MicroRNA-1179 suppresses the proliferation and enhances vincristine sensitivity of oral cancer cells via induction of apoptosis and modulation of MEK/ERK and PI3K/AKT signalling pathways.

The role of miR-1179 in the development of cancer has been proved by different studies. However, the expression profile and role of miR-1179 is yet to be explored in human oral cancer. Consistently, this study was undertaken to explore the molecular role of miR-1179 in regulation of the human oral cancer development and progression. The results showed miR-1179 to be significantly (p < 0.05) overexpressed in all the oral cancer cell lines relative to normal cells. The repression of miR-1179 transcript levels not only suppressed the proliferation of oral cancer cells but also increased their sensitivity to vincristine. The decline in proliferative rates was attributed to induction of autophagy in oral cancer cells as confirmed by transmission electron microscopic analysis.
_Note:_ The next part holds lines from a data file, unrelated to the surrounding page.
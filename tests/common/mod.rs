//! Shared helpers for CLI tests: an isolated `pixela` command and a local
//! HTTP stub that records every request it receives.

#![allow(dead_code)]

use assert_cmd::Command;
use std::io::{Read, Write};
use std::net::{TcpListener, TcpStream};
use std::sync::atomic::{AtomicBool, Ordering};
use std::sync::Arc;
use std::thread::{self, JoinHandle};
use std::time::Duration;
use tempfile::TempDir;

/// `pixela` running in an empty temp dir with no ambient configuration.
pub fn pixela(home: &TempDir) -> Command {
    let mut cmd = Command::cargo_bin("pixela").unwrap();
    cmd.current_dir(home.path())
        .env("HOME", home.path())
        .env("XDG_CONFIG_HOME", home.path().join(".config"))
        .env("NO_PROXY", "*")
        .env_remove("USERNAME")
        .env_remove("TOKEN")
        .env_remove("GRAPH_ID")
        .env_remove("PIXELA_ENDPOINT")
        .env_remove("RUST_LOG")
        .env_remove("HTTP_PROXY")
        .env_remove("http_proxy")
        .env_remove("HTTPS_PROXY")
        .env_remove("https_proxy")
        .env_remove("ALL_PROXY")
        .env_remove("all_proxy");
    cmd
}

/// `pixela` with credentials for `alice` pointed at `stub`.
pub fn pixela_for(home: &TempDir, stub: &StubServer) -> Command {
    let mut cmd = pixela(home);
    cmd.env("USERNAME", "alice")
        .env("TOKEN", "secret123")
        .env("GRAPH_ID", "coding")
        .env("PIXELA_ENDPOINT", stub.endpoint());
    cmd
}

#[derive(Debug, Clone)]
pub struct RecordedRequest {
    pub method: String,
    pub path: String,
    pub headers: Vec<(String, String)>,
    pub body: String,
}

impl RecordedRequest {
    pub fn header(&self, name: &str) -> Option<&str> {
        self.headers
            .iter()
            .find(|(k, _)| k.eq_ignore_ascii_case(name))
            .map(|(_, v)| v.as_str())
    }

    pub fn json(&self) -> serde_json::Value {
        serde_json::from_str(&self.body).unwrap()
    }
}

/// Answers every request with the same canned response.
pub struct StubServer {
    addr: String,
    stop: Arc<AtomicBool>,
    handle: JoinHandle<Vec<RecordedRequest>>,
}

impl StubServer {
    pub fn start(status_line: &str, body: &str) -> Self {
        Self::start_raw(format!(
            "HTTP/1.1 {}\r\nContent-Type: application/json\r\nContent-Length: {}\r\nConnection: close\r\n\r\n{}",
            status_line,
            body.len(),
            body
        ))
    }

    /// Answer with `response` byte for byte, status line and headers included.
    pub fn start_raw(response: String) -> Self {
        let listener = TcpListener::bind("127.0.0.1:0").unwrap();
        listener.set_nonblocking(true).unwrap();
        let addr = format!("http://{}", listener.local_addr().unwrap());
        let stop = Arc::new(AtomicBool::new(false));
        let stop_flag = Arc::clone(&stop);

        let handle = thread::spawn(move || {
            let mut seen = Vec::new();
            loop {
                match listener.accept() {
                    Ok((stream, _)) => seen.push(handle_conn(stream, &response)),
                    Err(e) if e.kind() == std::io::ErrorKind::WouldBlock => {
                        if stop_flag.load(Ordering::SeqCst) {
                            break;
                        }
                        thread::sleep(Duration::from_millis(10));
                    }
                    Err(e) => panic!("stub accept failed: {e}"),
                }
            }
            seen
        });

        StubServer { addr, stop, handle }
    }

    pub fn ok() -> Self {
        Self::start("200 OK", r#"{"message":"Success.","isSuccess":true}"#)
    }

    /// Value for `PIXELA_ENDPOINT`.
    pub fn endpoint(&self) -> String {
        format!("{}/v1/users", self.addr)
    }

    /// Stop the stub and return what it received. Call after the command exits.
    pub fn requests(self) -> Vec<RecordedRequest> {
        self.stop.store(true, Ordering::SeqCst);
        self.handle.join().unwrap()
    }
}

fn handle_conn(mut stream: TcpStream, response: &str) -> RecordedRequest {
    stream.set_nonblocking(false).unwrap();
    stream.set_read_timeout(Some(Duration::from_secs(5))).unwrap();

    let mut buf = Vec::new();
    let mut chunk = [0u8; 4096];
    let header_end = loop {
        if let Some(pos) = find(&buf, b"\r\n\r\n") {
            break pos + 4;
        }
        let n = stream.read(&mut chunk).unwrap();
        assert!(n > 0, "connection closed before headers were complete");
        buf.extend_from_slice(&chunk[..n]);
    };

    let head = String::from_utf8_lossy(&buf[..header_end]).to_string();
    let mut lines = head.split("\r\n");
    let mut request_line = lines.next().unwrap().split(' ');
    let method = request_line.next().unwrap().to_string();
    let path = request_line.next().unwrap().to_string();
    let headers: Vec<(String, String)> = lines
        .filter_map(|l| l.split_once(':'))
        .map(|(k, v)| (k.trim().to_ascii_lowercase(), v.trim().to_string()))
        .collect();

    let content_length = headers
        .iter()
        .find(|(k, _)| k == "content-length")
        .map(|(_, v)| v.parse::<usize>().unwrap())
        .unwrap_or(0);
    while buf.len() < header_end + content_length {
        let n = stream.read(&mut chunk).unwrap();
        assert!(n > 0, "connection closed before body was complete");
        buf.extend_from_slice(&chunk[..n]);
    }
    let req_body = String::from_utf8_lossy(&buf[header_end..header_end + content_length]).to_string();

    stream.write_all(response.as_bytes()).unwrap();
    stream.flush().unwrap();

    RecordedRequest {
        method,
        path,
        headers,
        body: req_body,
    }
}

fn find(haystack: &[u8], needle: &[u8]) -> Option<usize> {
    haystack.windows(needle.len()).position(|w| w == needle)
}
Western blot analysis showed that the expression of LC3B-II increased and that of beclin 1 decreased while LC3B-I expression remained constant upon miR-1179 inhibition. Inhibition of miR-1179 caused significant decrease in the migration and invasion of the oral cancer cells. The migration and invasion found to be 47% and 32% for SCC-9 and 24% and 28% for SCC-25 cells upon miR-1179 inhibition. At molecular level, the miR-1179 was shown to exert its anticancer effects via deactivation of MEK/ERK and PI3K/AKT signalling cascades. In conclusion, the findings point towards the potential of miR-1179 in the treatment of oral cancer.